If you’re a fan of homegrown arugula and mustard greens, you just may have the same taste as Tua, a 27-year-old Sumatran orangutan.

Tua lives at the Philadelphia Zoo, the first zoo in the country with its own on-site vertical garden used to grow leafy greens for its animals. And she loves the produce they’re feeding her.

The garden is located in a retrofitted shipping container in the Urban Green, the zoo’s open-air food marketplace. A mural, by Philly-based environmental artist and activist Eurhi Jones, transforms the front of the shipping container into a colorful collage of the animals who’ll chow down on the vegetation.

But the real beauty is inside, where stacked, tidy shelves hold rows of plants that are grown hydroponically, in nutrient-rich water instead of soil. LED lights, a substitute for sunlight, shine 18 hours a day. Farm operators use a mobile app to remotely control the container’s light, temperature, and humidity levels.

Kristen Lewis-Waldron, director of strategic initiatives at the zoo, said the vertical farm is far more sustainable than bringing in food from outside sources. It uses 70% to 90% less water than traditional farming, has no need for pesticides or herbicides, and cuts greenhouse gas emissions out of the equation, since no motor-powered transportation is necessary to get the food to the zoo.

“It really kind of creates this farm-to-table [model] — in this case, shipping container-to-exhibit,” she said of the project, which is in a pilot phase.

Lewis-Waldron is short on farming experience, but knows a thing or two about feeding animals. She landed her first role at the zoo 23 years ago as a nutrition intern. She went on to work for, and eventually lead, the zoo’s conservation department, before transitioning to her current position. Growing greens for the animals makes her feel like she’s come full circle, she said.

A peacock at the Philadelphia Zoo walks past the "Cropbox," a converted shipping container being used to grow plants being used to help feed the animals.
MARGO REED
A peacock at the Philadelphia Zoo walks past the "Cropbox," a converted shipping container being used to grow plants being used to help feed the animals.

To launch the project, she enlisted the services of CropBox (which is also what the zoo calls the vertical farm), a North Carolina company that provides all the equipment customers need, including the shipping container, and helps set up the system.

Lewis-Waldron also consulted with industry experts, including those who operate their own vertical farms, to learn best practices and how troubleshoot technical challenges.
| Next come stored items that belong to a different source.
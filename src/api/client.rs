use std::sync::Arc;
use std::time::{Duration, Instant};

use reqwest::header::CONTENT_TYPE;
use reqwest::{Client, Method, RequestBuilder};
use serde::de::DeserializeOwned;
use uuid::Uuid;

use crate::api::envelope;
use crate::api::models::ApiResponse;
use crate::auth::AuthContext;
use crate::config::Config;

pub const REQUEST_ID_HEADER: &str = "X-Request-Id";

/// Single gateway to the backend.
///
/// Every call resolves to an [`ApiResponse`]; transport, status and decoding
/// failures are folded into the envelope instead of being returned as errors.
/// Cloning is cheap and clones share the connection pool and auth context.
#[derive(Clone)]
pub struct ApiClient {
    http: Client,
    base_url: String,
    health_check_url: String,
    health_check_timeout: Duration,
    auth: Arc<AuthContext>,
}

impl ApiClient {
    pub fn new(config: &Config, auth: Arc<AuthContext>) -> Result<Self, reqwest::Error> {
        let mut builder = Client::builder();
        if let Some(timeout) = config.request_timeout() {
            builder = builder.timeout(timeout);
        }
        Ok(Self {
            http: builder.build()?,
            base_url: config.api_base_url.trim_end_matches('/').to_string(),
            health_check_url: config.health_check_url.clone(),
            health_check_timeout: config.health_check_timeout(),
            auth,
        })
    }

    pub fn auth(&self) -> &Arc<AuthContext> {
        &self.auth
    }

    pub fn base_url(&self) -> &str {
        &self.base_url
    }

    pub(crate) fn health_check_url(&self) -> &str {
        &self.health_check_url
    }

    pub(crate) fn health_check_timeout(&self) -> Duration {
        self.health_check_timeout
    }

    pub(crate) fn http(&self) -> &Client {
        &self.http
    }

    /// Sends one request to `path` under the base URL. `build` adds query
    /// parameters or a body.
    pub(crate) async fn request<T, F>(&self, method: Method, path: &str, build: F) -> ApiResponse<T>
    where
        T: DeserializeOwned,
        F: FnOnce(RequestBuilder) -> RequestBuilder,
    {
        let request_id = Uuid::new_v4();
        let url = format!("{}{}", self.base_url, path);

        let mut builder = self
            .http
            .request(method.clone(), &url)
            .header(CONTENT_TYPE, "application/json")
            .header(REQUEST_ID_HEADER, request_id.to_string());
        if let Some(token) = self.auth.token().await {
            builder = builder.bearer_auth(token);
        }
        let builder = build(builder);

        let started = Instant::now();
        let response = match builder.send().await {
            Ok(response) => response,
            Err(err) => {
                tracing::error!(%request_id, %method, path, "API request failed: {}", err);
                return envelope::transport_failure(&err);
            }
        };

        let status = response.status();
        let body = match response.text().await {
            Ok(body) => body,
            Err(err) => {
                tracing::error!(%request_id, %method, path, "Failed to read response body: {}", err);
                return envelope::transport_failure(&err);
            }
        };

        let envelope = envelope::normalize::<T>(status, &body);
        tracing::debug!(
            %request_id,
            %method,
            path,
            status = status.as_u16(),
            code = envelope.code,
            elapsed_ms = started.elapsed().as_millis() as u64,
            "API request completed"
        );
        envelope
    }
}
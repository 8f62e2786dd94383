// Locally persisted state: session tokens and recent searches

pub mod keys;
pub mod operations;

pub use operations::{RecentSearchCache, TokenCacheOperations};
All in all, the preparation process took about a year.

In its nine months of operation, the CropBox has fed 20 animal species with its microgreens. It produces 275 pounds of leafy greens a month, which is only 10 percent of the zoo’s monthly requirement. But that number, Lewis-Waldron said, will grow once the pilot year concludes and the project is expanded.

“You can take over a vacant warehouse or vacant building and convert it,” she said. “You could take six of these and make a dent in the requirements of our collection.”
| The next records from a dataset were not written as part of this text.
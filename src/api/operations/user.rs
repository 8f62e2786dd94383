// Session and user endpoints

use async_trait::async_trait;
use reqwest::Method;

use crate::api::client::ApiClient;
use crate::api::models::*;
use crate::auth::TokenRefresher;
use crate::config::endpoints;
use crate::error::ApiError;
use crate::utils::status_codes;

impl ApiClient {
    /// POST /users/login
    ///
    /// On a 200 with data the returned tokens become the current session.
    pub async fn login(&self, credentials: &LoginRequest) -> ApiResponse<LoginResponse> {
        let response: ApiResponse<LoginResponse> = self
            .request(Method::POST, endpoints::LOGIN, |builder| builder.json(credentials))
            .await;

        if response.code == status_codes::OK {
            if let Some(login) = &response.data {
                self.auth()
                    .store_session(&login.access_token, Some(login.refresh_token.as_str()))
                    .await;
                tracing::info!(user_id = login.user.id, "Signed in");
            }
        }
        response
    }

    /// POST /users/refresh-token, then stores the new session.
    pub async fn refresh_session(&self) -> Result<(), ApiError> {
        self.auth().refresh_with(self).await
    }

    /// Local sign-out; the backend keeps no session to end.
    pub async fn logout(&self) {
        self.auth().clear().await;
        tracing::info!("Signed out");
    }

    /// GET /users/me
    pub async fn my_info(&self) -> ApiResponse<UserInfo> {
        self.request(Method::GET, endpoints::USERS_ME, |builder| builder)
            .await
    }

    /// GET /users/lookup?userId=
    pub async fn lookup_user(&self, user_id: i64) -> ApiResponse<UserLookup> {
        let query = LookupQuery { user_id };
        self.request(Method::GET, endpoints::USERS_LOOKUP, |builder| {
            builder.query(&query)
        })
        .await
    }
}

#[async_trait]
impl TokenRefresher for ApiClient {
    async fn refresh(&self, refresh_token: &str) -> ApiResponse<RefreshTokenResponse> {
        let body = RefreshTokenRequest {
            refresh_token: refresh_token.to_string(),
        };
        self.request(Method::POST, endpoints::REFRESH_TOKEN, |builder| {
            builder.json(&body)
        })
        .await
    }
}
The CropBox also benefits the zoo economically by replacing a collection of food it would otherwise purchase.

But perhaps most importantly, the greens grown in the vertical farm are rich in nutrients. The zoo takes animals’ diets very seriously, and even employs a full-time nutritionist. By feeding leafy greens to the animals, the zoo is keeping their health in shape.

Still, that doesn’t mean the greens are every species’ favorite snack. Just like humans, animals have unique palates. And the current variety growing in the CropBox — a stir-fry mix that includes arugula and mustard greens — isn’t always a crowd-pleaser.

“It’s got a little kick to it, a little bit of spice. Our emus were a little hesitant,” Lewis-Waldron said. “But our monkeys, langurs, apes, gorillas, orangutans, tortoises absolutely love it. So it’s interesting, and we’ll continue to test out different types of greens.”